Sudhangshu Dasgupta (1912 – 2003) was an Indian communist and freedom fighter. He was a Communist Party of India (Marxist) leader and founder of the Desh Hitaishee, journal of West Bengal Communist Party. Dasgupta joined Communist Party of India in 1936.

==Early life and education==
Dasgupta was born in Barishal on 30 January 1912. His father Motilal Dasgupta was an established kabiraj. He attended Banipith School in Barishal and passed Matriculation in 1927. He passed I. Sc. from Brojomohun College in 1929. He attended Carmichael Medical College (now called R. G. Kar Medical College) in Calcutta to study medicine. While in Calcutta, he joined the freedom struggle of India and was sent to Andaman Cellular Jail. After returning, he passed his BA and MA examinations in 1936 and 1938 from the University of Calcutta.

== Political career ==
In his student life, he joined the anti-imperialist struggle. He came in contact with Satish Pakrashi, Pannalal Dasgupta, Niranjan Sengupta. In 1930, in connection with the Mechuabazar Bomb Case, he and 23 others were arrested. In 1932, He was sent to the Andaman Cellular jail with other revolutionaries where he became acquainted with Communist ideas. He was one of the members of Communist Consolidation, an Indian communist organisation, founded by Hare Krishna Konar in 1935 among with the prisoners of Andaman Cellular Jail.

Dasgupta joined the Communist Party in 1936 and started working in the worker's movements. In 1939, when "Samne Chalo", the weekly mouthpiece of CPI was launched under the editorship of Abdul Halim, he became associated with it. He was associated with many magazines like "Janajuddha" (1942), "Swadhinata" (1945), "Crossroad" (1953).

He was the founder editor of the Desh Hitaishee, the ideological journal of the West Bengal state committee of the Party in 1963. He took a firm stand against revisionism and became a member of the CPI(M) state committee in 1964 and continued in that position till his death. He was also a member of the state secretariat for a period.
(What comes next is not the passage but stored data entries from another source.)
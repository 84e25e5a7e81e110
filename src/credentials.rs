//! API credential resolution.
//!
//! The generation client asks its [`CredentialSource`] for a key before every
//! remote call, so a key exported after startup is picked up and a key that
//! disappears blocks further requests.

use std::path::Path;

use anyhow::Context;
use tracing::debug;

/// Default environment variable holding the model API key.
pub const DEFAULT_API_KEY_ENV: &str = "API_KEY";

/// Secondary variable consulted when the primary one is unset.
pub const FALLBACK_API_KEY_ENV: &str = "GEMINI_API_KEY";

/// A non-empty model API key.
#[derive(Clone, PartialEq, Eq)]
pub struct ApiKey(String);

impl ApiKey {
    /// Wrap a raw value. Returns `None` when the value is empty or whitespace.
    pub fn new(raw: impl Into<String>) -> Option<Self> {
        let raw = raw.into();
        let trimmed = raw.trim();
        if trimmed.is_empty() {
            return None;
        }
        Some(Self(trimmed.to_owned()))
    }

    /// The secret value, for placing in a request header.
    pub fn expose(&self) -> &str {
        &self.0
    }
}

impl std::fmt::Debug for ApiKey {
    fn fmt(&self, f: &mut std::fmt::Formatter<'_>) -> std::fmt::Result {
        f.write_str("ApiKey([REDACTED])")
    }
}

/// Anything that can hand out the current API key.
pub trait CredentialSource: Send + Sync {
    /// The usable key, or `None` when no credential is configured.
    fn api_key(&self) -> Option<ApiKey>;
}

/// Reads the key from process environment variables on every call.
#[derive(Debug, Clone)]
pub struct EnvCredentials {
    vars: Vec<String>,
}

impl EnvCredentials {
    /// Look up `var`, then [`FALLBACK_API_KEY_ENV`].
    pub fn new(var: impl Into<String>) -> Self {
        let var = var.into();
        let mut vars = vec![var];
        if !vars.iter().any(|v| v == FALLBACK_API_KEY_ENV) {
            vars.push(FALLBACK_API_KEY_ENV.to_owned());
        }
        Self { vars }
    }

    /// Variable names consulted, in order.
    pub fn vars(&self) -> &[String] {
        &self.vars
    }

    /// Resolve using a custom env resolver (for testing).
    pub fn resolve_with(&self, env: impl Fn(&str) -> Option<String>) -> Option<ApiKey> {
        self.vars.iter().find_map(|var| env(var).and_then(ApiKey::new))
    }
}

impl Default for EnvCredentials {
    fn default() -> Self {
        Self::new(DEFAULT_API_KEY_ENV)
    }
}

impl CredentialSource for EnvCredentials {
    fn api_key(&self) -> Option<ApiKey> {
        self.resolve_with(|key| std::env::var(key).ok())
    }
}

/// A fixed credential, mostly useful in tests and embedding.
#[derive(Debug, Clone, Default)]
pub struct StaticCredentials(Option<ApiKey>);

impl StaticCredentials {
    /// A source that always yields `key` (if non-empty).
    pub fn new(key: &str) -> Self {
        Self(ApiKey::new(key))
    }

    /// A source with no credential at all.
    pub fn missing() -> Self {
        Self(None)
    }
}

impl CredentialSource for StaticCredentials {
    fn api_key(&self) -> Option<ApiKey> {
        self.0.clone()
    }
}

/// Load `KEY=value` pairs from a `.env` file into the process environment.
///
/// Existing variables are not overwritten. Returns `false` when the file does
/// not exist.
///
/// # Errors
///
/// Returns an error if the file exists but cannot be parsed.
pub fn load_env_file(path: &Path) -> anyhow::Result<bool> {
    if !path.exists() {
        debug!(path = %path.display(), "no env file found");
        return Ok(false);
    }
    dotenvy::from_path(path)
        .with_context(|| format!("failed to load env file at {}", path.display()))?;
    debug!(path = %path.display(), "loaded env file");
    Ok(true)
}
He was also associated with "Ganashakti" in 1967.

He wrote numerous books on Marxism in Bengali including:

- "Marxbadi: Ki o keno?"
- "Communist Manifesto Prosongo"
- "Swadhinata sangrame soshostro biplobider bhumika"
- "Comrade, somoy kothay?"
- "Samajtantra Ke Keno Ebang Kon Pathey"

His wife was Communist leader Madhuri Devi. She died in 2013.